From 153813936bdc83f15fdd5a0b9ab80e710fae956c Mon Sep 17 00:00:00 2001
From: Richard Liaw <rliaw@berkeley.edu>
Date: Wed, 9 Sep 2020 09:53:47 -0700
Subject: [PATCH] [tune] auto infer metrics (#10663)

Co-authored-by: Kai Fricke <krfricke@users.noreply.github.com>
Co-authored-by: Kai Fricke <kai@anyscale.com>
---
 doc/source/tune/api_docs/sklearn.rst          |  6 +++
 python/ray/tune/examples/mxnet_example.py     |  3 +-
 python/ray/tune/progress_reporter.py          | 40 +++++++++++++++++-
 python/ray/tune/result.py                     | 23 +++++++++++
 .../ray/tune/tests/test_progress_reporter.py  | 41 ++++++++++++++++++-
 5 files changed, 107 insertions(+), 6 deletions(-)

diff --git a/doc/source/tune/api_docs/sklearn.rst b/doc/source/tune/api_docs/sklearn.rst
index 0067a952c..02a015727 100644
--- a/doc/source/tune/api_docs/sklearn.rst
+++ b/doc/source/tune/api_docs/sklearn.rst
@@ -5,10 +5,16 @@ Scikit-Learn API  (tune.sklearn)
 
 .. _tunegridsearchcv-docs:
 
+TuneGridSearchCV
+----------------
+
 .. autoclass:: ray.tune.sklearn.TuneGridSearchCV
 	:inherited-members:
 
 .. _tunesearchcv-docs:
 
+TuneSearchCV
+------------
+
 .. autoclass:: ray.tune.sklearn.TuneSearchCV
 	:inherited-members:
diff --git a/python/ray/tune/examples/mxnet_example.py b/python/ray/tune/examples/mxnet_example.py
index b128c121d..dd959e481 100644
--- a/python/ray/tune/examples/mxnet_example.py
+++ b/python/ray/tune/examples/mxnet_example.py
@@ -66,8 +66,7 @@ def tune_mnist_mxnet(num_samples=10, num_epochs=10):
         reduction_factor=2)
 
     reporter = CLIReporter(
-        parameter_columns=["layer_1_size", "layer_2_size", "lr", "batch_size"],
-        metric_columns=["loss", "mean_accuracy", "training_iteration"])
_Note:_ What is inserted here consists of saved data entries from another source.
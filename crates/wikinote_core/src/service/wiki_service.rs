//! Page/category store service.
//!
//! # Responsibility
//! - Serve the create/read/update/delete contract over pages and categories.
//! - Map repository failures to the single domain error: unknown record id.
//! - Provide read-side helpers for resolving category references.
//!
//! # Invariants
//! - Creates never validate `category_id` against existing categories.
//! - Category deletion never cascades into pages.
//! - `update_page` merges per field; `FieldUpdate::Keep` fields are untouched.
//! - A failed mutation has no observable effect on reads.

use crate::model::category::{Category, CategoryId};
use crate::model::page::{Page, PageId};
use crate::model::patch::PagePatch;
use crate::repo::category_repo::{CategoryRepository, SqliteCategoryRepository};
use crate::repo::page_repo::{PageRepository, SqlitePageRepository};
use crate::repo::{RecordRef, RepoError, RepoResult};
use log::{info, warn};
use rusqlite::Connection;
use std::collections::{HashMap, HashSet};
use std::error::Error;
use std::fmt::{Display, Formatter};

pub type StoreResult<T> = Result<T, StoreError>;

/// Errors from store operations.
#[derive(Debug)]
pub enum StoreError {
    /// Target page does not exist.
    PageNotFound(PageId),
    /// Target category does not exist.
    CategoryNotFound(CategoryId),
    /// Persistence-layer failure.
    Repo(RepoError),
}

impl StoreError {
    /// Returns true for the "record not found" domain error.
    pub fn is_not_found(&self) -> bool {
        matches!(self, Self::PageNotFound(_) | Self::CategoryNotFound(_))
    }
}

impl Display for StoreError {
    fn fmt(&self, f: &mut Formatter<'_>) -> std::fmt::Result {
        match self {
            Self::PageNotFound(id) => write!(f, "page not found: {id}"),
            Self::CategoryNotFound(id) => write!(f, "category not found: {id}"),
            Self::Repo(err) => write!(f, "{err}"),
        }
    }
}

impl Error for StoreError {
    fn source(&self) -> Option<&(dyn Error + 'static)> {
        match self {
            Self::Repo(err) => Some(err),
            _ => None,
        }
    }
}

impl From<RepoError> for StoreError {
    fn from(value: RepoError) -> Self {
        match value {
            RepoError::NotFound(RecordRef::Page(id)) => Self::PageNotFound(id),
            RepoError::NotFound(RecordRef::Category(id)) => Self::CategoryNotFound(id),
            other => Self::Repo(other),
        }
    }
}

/// Pages sharing one resolved category.
///
/// `category = None` collects uncategorized pages, including pages whose
/// reference no longer resolves.
#[derive(Debug, Clone, PartialEq, Eq)]
pub struct PageGroup {
    pub category: Option<Category>,
    pub pages: Vec<Page>,
}

/// Store facade owning both record collections through their repositories.
pub struct WikiService<C: CategoryRepository, P: PageRepository> {
    categories: C,
    pages: P,
}

/// Store service backed by one SQLite connection.
pub type SqliteWikiService<'conn> =
    WikiService<SqliteCategoryRepository<'conn>, SqlitePageRepository<'conn>>;

impl<'conn> WikiService<SqliteCategoryRepository<'conn>, SqlitePageRepository<'conn>> {
    /// Builds SQLite repositories over a migrated connection.
    pub fn try_from_connection(conn: &'conn Connection) -> RepoResult<Self> {
        Ok(Self::new(
            SqliteCategoryRepository::try_new(conn)?,
            SqlitePageRepository::try_new(conn)?,
        ))
    }
}

impl<C: CategoryRepository, P: PageRepository> WikiService<C, P> {
    /// Creates a service using the provided repository implementations.
    pub fn new(categories: C, pages: P) -> Self {
        Self { categories, pages }
    }

    /// Creates a category and returns its new id.
    ///
    /// Empty names are accepted.
    pub fn create_category(&self, name: &str) -> StoreResult<CategoryId> {
        let id = self.categories.create_category(name)?;
        info!("event=category_create module=service status=ok category_id={id}");
        Ok(id)
    }

    /// Creates a page without content and returns its new id.
    ///
    /// `category_id` is stored as given, even if no such category exists.
    pub fn create_page(
        &self,
        title: Option<&str>,
        category_id: Option<CategoryId>,
    ) -> StoreResult<PageId> {
        let id = self.pages.create_page(title, category_id)?;
        info!(
            "event=page_create module=service status=ok page_id={} has_title={} has_category={}",
            id,
            title.is_some(),
            category_id.is_some()
        );
        Ok(id)
    }

    /// Returns a snapshot of all categories in insertion order.
    pub fn get_categories(&self) -> StoreResult<Vec<Category>> {
        Ok(self.categories.list_categories()?)
    }

    /// Returns a snapshot of all pages in insertion order.
    pub fn get_pages(&self) -> StoreResult<Vec<Page>> {
        Ok(self.pages.list_pages()?)
    }

    /// Gets one category by id; unknown ids yield `None`.
    pub fn get_category(&self, id: CategoryId) -> StoreResult<Option<Category>> {
        Ok(self.categories.get_category(id)?)
    }

    /// Gets one page by id; unknown ids yield `None`.
    pub fn get_page(&self, id: PageId) -> StoreResult<Option<Page>> {
        Ok(self.pages.get_page(id)?)
    }

    /// Replaces the name of an existing category.
    pub fn update_category(&self, id: CategoryId, name: &str) -> StoreResult<()> {
        let result = self.categories.rename_category(id, name);
        log_mutation("category_update", RecordRef::Category(id), &result);
        Ok(result?)
    }

    /// Merges `patch` into an existing page.
    ///
    /// An all-`Keep` patch still fails for unknown ids and succeeds otherwise.
    pub fn update_page(&self, id: PageId, patch: &PagePatch) -> StoreResult<()> {
        let result = self.pages.update_page(id, patch);
        if patch.is_noop() && result.is_ok() {
            info!("event=page_update module=service status=noop page_id={id}");
            return Ok(());
        }
        log_mutation("page_update", RecordRef::Page(id), &result);
        Ok(result?)
    }

    /// Deletes a category. Pages referencing it keep their `category_id`.
    pub fn delete_category(&self, id: CategoryId) -> StoreResult<()> {
        let result = self.categories.delete_category(id);
        log_mutation("category_delete", RecordRef::Category(id), &result);
        Ok(result?)
    }

    /// Deletes a page.
    pub fn delete_page(&self, id: PageId) -> StoreResult<()> {
        let result = self.pages.delete_page(id);
        log_mutation("page_delete", RecordRef::Page(id), &result);
        Ok(result?)
    }

    /// Resolves a page's category reference.
    ///
    /// Absent and dangling references both resolve to `None`.
    pub fn resolve_page_category(&self, page: &Page) -> StoreResult<Option<Category>> {
        match page.category_id {
            Some(category_id) => self.get_category(category_id),
            None => Ok(None),
        }
    }

    /// Lists pages whose `category_id` is present but unresolvable.
    pub fn list_orphaned_pages(&self) -> StoreResult<Vec<Page>> {
        Ok(self.pages.list_orphaned_pages()?)
    }

    /// Groups the page snapshot by resolved category.
    ///
    /// One group per category in insertion order (possibly empty), followed
    /// by an uncategorized group when any page lacks a resolvable category.
    pub fn group_pages_by_category(&self) -> StoreResult<Vec<PageGroup>> {
        let categories = self.get_categories()?;
        let mut by_category: HashMap<CategoryId, Vec<Page>> = HashMap::new();
        let mut uncategorized = Vec::new();

        let known: HashSet<CategoryId> = categories.iter().map(|category| category.id).collect();
        for page in self.get_pages()? {
            match page.category_id {
                Some(category_id) if known.contains(&category_id) => {
                    by_category.entry(category_id).or_default().push(page);
                }
                _ => uncategorized.push(page),
            }
        }

        let mut groups: Vec<PageGroup> = categories
            .into_iter()
            .map(|category| PageGroup {
                pages: by_category.remove(&category.id).unwrap_or_default(),
                category: Some(category),
            })
            .collect();
        if !uncategorized.is_empty() {
            groups.push(PageGroup {
                category: None,
                pages: uncategorized,
            });
        }
        Ok(groups)
    }
}

fn log_mutation(event: &str, target: RecordRef, result: &RepoResult<()>) {
    match result {
        Ok(()) => info!("event={event} module=service status=ok target=\"{target}\""),
        Err(RepoError::NotFound(_)) => {
            warn!("event={event} module=service status=not_found target=\"{target}\"")
        }
        Err(err) => warn!(
            "event={event} module=service status=error target=\"{target}\" error={err}"
        ),
    }
}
+        parameter_columns=["layer_1_size", "layer_2_size", "lr", "batch_size"])
 
     tune.run(
         partial(train_mnist_mxnet, mnist=mnist_data, num_epochs=num_epochs),
diff --git a/python/ray/tune/progress_reporter.py b/python/ray/tune/progress_reporter.py
index c1325f102..ca60adf29 100644
--- a/python/ray/tune/progress_reporter.py
+++ b/python/ray/tune/progress_reporter.py
@@ -1,10 +1,12 @@
 from __future__ import print_function
 
 import collections
+import numpy as np
 import time
 
 from ray.tune.result import (EPISODE_REWARD_MEAN, MEAN_ACCURACY, MEAN_LOSS,
-                             TRAINING_ITERATION, TIME_TOTAL_S, TIMESTEPS_TOTAL)
+                             TRAINING_ITERATION, TIME_TOTAL_S, TIMESTEPS_TOTAL,
+                             AUTO_RESULT_KEYS)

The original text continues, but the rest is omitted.